[Your task] Select the lines of the records containing the word "HttpError" and list them.
#### Provided data
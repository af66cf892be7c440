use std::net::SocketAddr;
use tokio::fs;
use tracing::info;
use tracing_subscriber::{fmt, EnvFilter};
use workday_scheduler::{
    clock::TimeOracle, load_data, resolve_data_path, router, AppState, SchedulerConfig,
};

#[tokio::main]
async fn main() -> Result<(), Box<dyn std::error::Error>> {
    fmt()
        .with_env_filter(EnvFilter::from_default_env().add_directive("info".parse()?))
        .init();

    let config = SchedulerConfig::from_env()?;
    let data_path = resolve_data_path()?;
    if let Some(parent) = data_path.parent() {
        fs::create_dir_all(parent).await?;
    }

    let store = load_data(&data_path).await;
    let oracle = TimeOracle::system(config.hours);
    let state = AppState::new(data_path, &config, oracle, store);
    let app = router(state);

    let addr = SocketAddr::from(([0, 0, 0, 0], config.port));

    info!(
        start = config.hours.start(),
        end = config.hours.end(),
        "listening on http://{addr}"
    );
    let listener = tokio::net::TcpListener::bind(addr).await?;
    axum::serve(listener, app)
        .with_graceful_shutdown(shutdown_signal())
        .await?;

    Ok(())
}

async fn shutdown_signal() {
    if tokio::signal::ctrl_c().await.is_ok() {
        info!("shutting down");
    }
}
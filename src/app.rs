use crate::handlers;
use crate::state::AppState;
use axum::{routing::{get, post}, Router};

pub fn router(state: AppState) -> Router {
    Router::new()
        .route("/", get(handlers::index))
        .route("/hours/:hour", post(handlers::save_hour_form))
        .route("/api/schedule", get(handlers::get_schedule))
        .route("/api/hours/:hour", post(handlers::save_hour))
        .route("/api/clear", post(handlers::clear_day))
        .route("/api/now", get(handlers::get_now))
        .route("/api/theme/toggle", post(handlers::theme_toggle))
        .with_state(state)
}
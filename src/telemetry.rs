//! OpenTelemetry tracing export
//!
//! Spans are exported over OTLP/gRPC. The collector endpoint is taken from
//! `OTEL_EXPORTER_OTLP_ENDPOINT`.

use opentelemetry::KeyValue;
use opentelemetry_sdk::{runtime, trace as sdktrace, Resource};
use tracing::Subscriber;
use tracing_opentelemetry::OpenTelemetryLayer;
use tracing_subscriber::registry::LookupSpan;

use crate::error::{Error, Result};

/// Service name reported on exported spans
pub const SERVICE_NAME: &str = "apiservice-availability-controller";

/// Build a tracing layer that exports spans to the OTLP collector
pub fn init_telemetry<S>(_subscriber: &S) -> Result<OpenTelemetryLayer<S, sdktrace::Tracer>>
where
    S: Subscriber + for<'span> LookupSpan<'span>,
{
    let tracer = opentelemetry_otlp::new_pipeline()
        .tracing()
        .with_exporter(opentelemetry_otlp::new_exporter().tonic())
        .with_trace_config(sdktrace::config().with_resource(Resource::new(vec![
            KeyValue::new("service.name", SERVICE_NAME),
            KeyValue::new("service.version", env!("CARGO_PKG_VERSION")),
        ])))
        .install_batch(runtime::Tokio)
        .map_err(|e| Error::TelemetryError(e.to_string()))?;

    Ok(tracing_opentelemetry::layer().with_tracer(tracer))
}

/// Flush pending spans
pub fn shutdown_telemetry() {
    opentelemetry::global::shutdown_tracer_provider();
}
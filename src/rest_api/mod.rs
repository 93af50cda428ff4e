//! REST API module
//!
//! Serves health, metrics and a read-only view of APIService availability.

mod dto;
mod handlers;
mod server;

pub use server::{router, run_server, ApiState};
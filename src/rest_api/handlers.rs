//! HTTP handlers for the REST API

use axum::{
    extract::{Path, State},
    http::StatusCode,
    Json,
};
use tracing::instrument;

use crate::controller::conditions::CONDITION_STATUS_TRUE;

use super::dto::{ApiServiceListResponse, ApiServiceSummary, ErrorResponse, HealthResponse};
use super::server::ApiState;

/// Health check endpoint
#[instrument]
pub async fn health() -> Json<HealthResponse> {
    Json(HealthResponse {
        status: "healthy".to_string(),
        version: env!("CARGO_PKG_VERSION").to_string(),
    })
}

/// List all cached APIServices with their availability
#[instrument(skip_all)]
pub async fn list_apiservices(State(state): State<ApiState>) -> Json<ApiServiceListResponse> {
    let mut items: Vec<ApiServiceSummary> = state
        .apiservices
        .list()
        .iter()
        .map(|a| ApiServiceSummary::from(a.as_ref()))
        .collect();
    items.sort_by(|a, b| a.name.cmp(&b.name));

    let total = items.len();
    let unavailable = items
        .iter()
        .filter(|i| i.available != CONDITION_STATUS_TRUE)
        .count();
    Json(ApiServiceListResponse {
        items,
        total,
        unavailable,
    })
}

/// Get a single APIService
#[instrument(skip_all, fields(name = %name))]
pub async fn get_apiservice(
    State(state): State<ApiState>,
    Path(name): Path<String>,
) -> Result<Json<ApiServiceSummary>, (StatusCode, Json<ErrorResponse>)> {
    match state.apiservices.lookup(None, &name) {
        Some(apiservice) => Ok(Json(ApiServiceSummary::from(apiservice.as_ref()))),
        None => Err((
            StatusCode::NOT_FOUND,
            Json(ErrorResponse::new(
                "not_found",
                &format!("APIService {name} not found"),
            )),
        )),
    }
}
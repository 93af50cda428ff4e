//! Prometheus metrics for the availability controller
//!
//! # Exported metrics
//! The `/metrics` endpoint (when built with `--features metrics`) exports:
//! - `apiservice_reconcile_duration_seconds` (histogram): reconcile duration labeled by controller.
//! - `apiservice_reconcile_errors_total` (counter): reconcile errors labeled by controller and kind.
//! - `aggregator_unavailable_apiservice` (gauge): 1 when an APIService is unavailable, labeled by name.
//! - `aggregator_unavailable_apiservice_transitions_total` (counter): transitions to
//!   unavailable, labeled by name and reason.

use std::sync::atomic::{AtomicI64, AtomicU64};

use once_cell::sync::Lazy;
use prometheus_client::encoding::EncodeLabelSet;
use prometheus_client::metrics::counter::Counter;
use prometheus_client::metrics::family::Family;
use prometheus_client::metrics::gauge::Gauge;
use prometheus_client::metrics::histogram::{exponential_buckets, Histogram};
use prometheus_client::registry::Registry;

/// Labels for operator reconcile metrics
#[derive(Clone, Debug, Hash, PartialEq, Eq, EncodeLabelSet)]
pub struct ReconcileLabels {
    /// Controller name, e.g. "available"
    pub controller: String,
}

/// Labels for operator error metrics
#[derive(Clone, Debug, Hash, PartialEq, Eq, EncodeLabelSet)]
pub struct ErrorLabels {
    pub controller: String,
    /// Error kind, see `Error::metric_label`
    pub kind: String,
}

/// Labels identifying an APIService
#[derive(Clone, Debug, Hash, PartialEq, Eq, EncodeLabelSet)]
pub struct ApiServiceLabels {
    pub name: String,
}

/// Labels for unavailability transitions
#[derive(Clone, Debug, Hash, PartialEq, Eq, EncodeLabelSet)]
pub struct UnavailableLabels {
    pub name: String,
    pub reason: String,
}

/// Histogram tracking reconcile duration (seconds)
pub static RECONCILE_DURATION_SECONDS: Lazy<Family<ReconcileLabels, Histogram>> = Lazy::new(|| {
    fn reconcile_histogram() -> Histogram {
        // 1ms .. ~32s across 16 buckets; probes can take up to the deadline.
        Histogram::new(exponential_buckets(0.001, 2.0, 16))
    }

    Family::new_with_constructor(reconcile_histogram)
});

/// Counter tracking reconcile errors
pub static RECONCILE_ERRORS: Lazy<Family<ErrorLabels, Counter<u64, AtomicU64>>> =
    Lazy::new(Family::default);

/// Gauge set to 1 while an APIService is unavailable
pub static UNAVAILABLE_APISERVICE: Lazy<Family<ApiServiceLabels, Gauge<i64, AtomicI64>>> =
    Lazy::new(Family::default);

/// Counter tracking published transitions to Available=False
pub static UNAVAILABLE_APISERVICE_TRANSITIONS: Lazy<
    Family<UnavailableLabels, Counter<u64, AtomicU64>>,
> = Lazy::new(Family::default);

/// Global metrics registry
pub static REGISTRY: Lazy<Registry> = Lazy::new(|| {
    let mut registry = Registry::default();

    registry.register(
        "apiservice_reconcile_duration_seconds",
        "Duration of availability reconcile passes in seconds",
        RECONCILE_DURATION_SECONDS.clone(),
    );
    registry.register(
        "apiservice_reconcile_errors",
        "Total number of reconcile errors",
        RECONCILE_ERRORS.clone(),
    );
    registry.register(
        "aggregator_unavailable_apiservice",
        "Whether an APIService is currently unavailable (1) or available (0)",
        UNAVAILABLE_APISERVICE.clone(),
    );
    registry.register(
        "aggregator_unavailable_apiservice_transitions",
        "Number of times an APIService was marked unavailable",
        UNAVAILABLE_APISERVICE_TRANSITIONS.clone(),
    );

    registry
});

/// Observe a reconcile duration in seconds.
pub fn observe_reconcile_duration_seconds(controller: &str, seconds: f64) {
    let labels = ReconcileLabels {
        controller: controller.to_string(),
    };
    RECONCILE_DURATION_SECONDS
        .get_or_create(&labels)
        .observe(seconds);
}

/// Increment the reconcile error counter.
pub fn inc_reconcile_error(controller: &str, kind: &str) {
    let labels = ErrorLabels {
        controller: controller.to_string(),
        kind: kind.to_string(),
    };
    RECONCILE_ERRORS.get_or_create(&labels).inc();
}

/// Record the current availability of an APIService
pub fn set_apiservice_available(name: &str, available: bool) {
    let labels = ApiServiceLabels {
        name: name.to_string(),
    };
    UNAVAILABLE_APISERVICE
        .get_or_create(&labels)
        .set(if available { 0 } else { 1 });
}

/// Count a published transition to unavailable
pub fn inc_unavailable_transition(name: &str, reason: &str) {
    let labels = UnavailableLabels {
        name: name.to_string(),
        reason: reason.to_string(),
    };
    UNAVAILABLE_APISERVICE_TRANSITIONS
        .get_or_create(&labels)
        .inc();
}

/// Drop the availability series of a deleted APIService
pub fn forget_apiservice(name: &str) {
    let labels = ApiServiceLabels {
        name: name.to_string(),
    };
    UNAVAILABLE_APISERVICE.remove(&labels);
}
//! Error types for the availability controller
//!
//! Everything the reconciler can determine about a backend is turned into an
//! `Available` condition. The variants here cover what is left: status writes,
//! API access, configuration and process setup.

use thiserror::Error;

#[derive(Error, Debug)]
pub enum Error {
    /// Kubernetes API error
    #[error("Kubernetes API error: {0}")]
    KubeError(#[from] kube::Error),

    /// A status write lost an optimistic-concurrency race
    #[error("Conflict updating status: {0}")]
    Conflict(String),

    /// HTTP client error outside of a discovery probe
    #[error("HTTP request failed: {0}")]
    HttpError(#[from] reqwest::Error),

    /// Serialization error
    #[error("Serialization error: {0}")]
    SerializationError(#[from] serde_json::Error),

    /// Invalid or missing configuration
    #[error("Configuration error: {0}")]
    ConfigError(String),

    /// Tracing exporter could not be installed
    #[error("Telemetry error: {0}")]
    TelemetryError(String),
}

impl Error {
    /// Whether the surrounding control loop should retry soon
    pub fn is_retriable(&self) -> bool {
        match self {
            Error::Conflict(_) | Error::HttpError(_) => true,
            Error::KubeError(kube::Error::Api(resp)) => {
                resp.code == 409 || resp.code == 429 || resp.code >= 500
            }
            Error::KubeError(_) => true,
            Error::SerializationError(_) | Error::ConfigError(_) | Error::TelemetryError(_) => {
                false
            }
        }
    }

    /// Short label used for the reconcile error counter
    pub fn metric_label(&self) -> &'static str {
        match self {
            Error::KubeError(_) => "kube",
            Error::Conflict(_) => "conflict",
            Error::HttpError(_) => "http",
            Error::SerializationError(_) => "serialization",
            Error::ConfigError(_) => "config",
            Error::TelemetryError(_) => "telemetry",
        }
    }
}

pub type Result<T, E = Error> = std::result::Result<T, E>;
########
[Solution]
    HttpError(#[from] reqwest::Error),
            Error::Conflict(_) | Error::HttpError(_) => true,
            Error::HttpError(_) => "http",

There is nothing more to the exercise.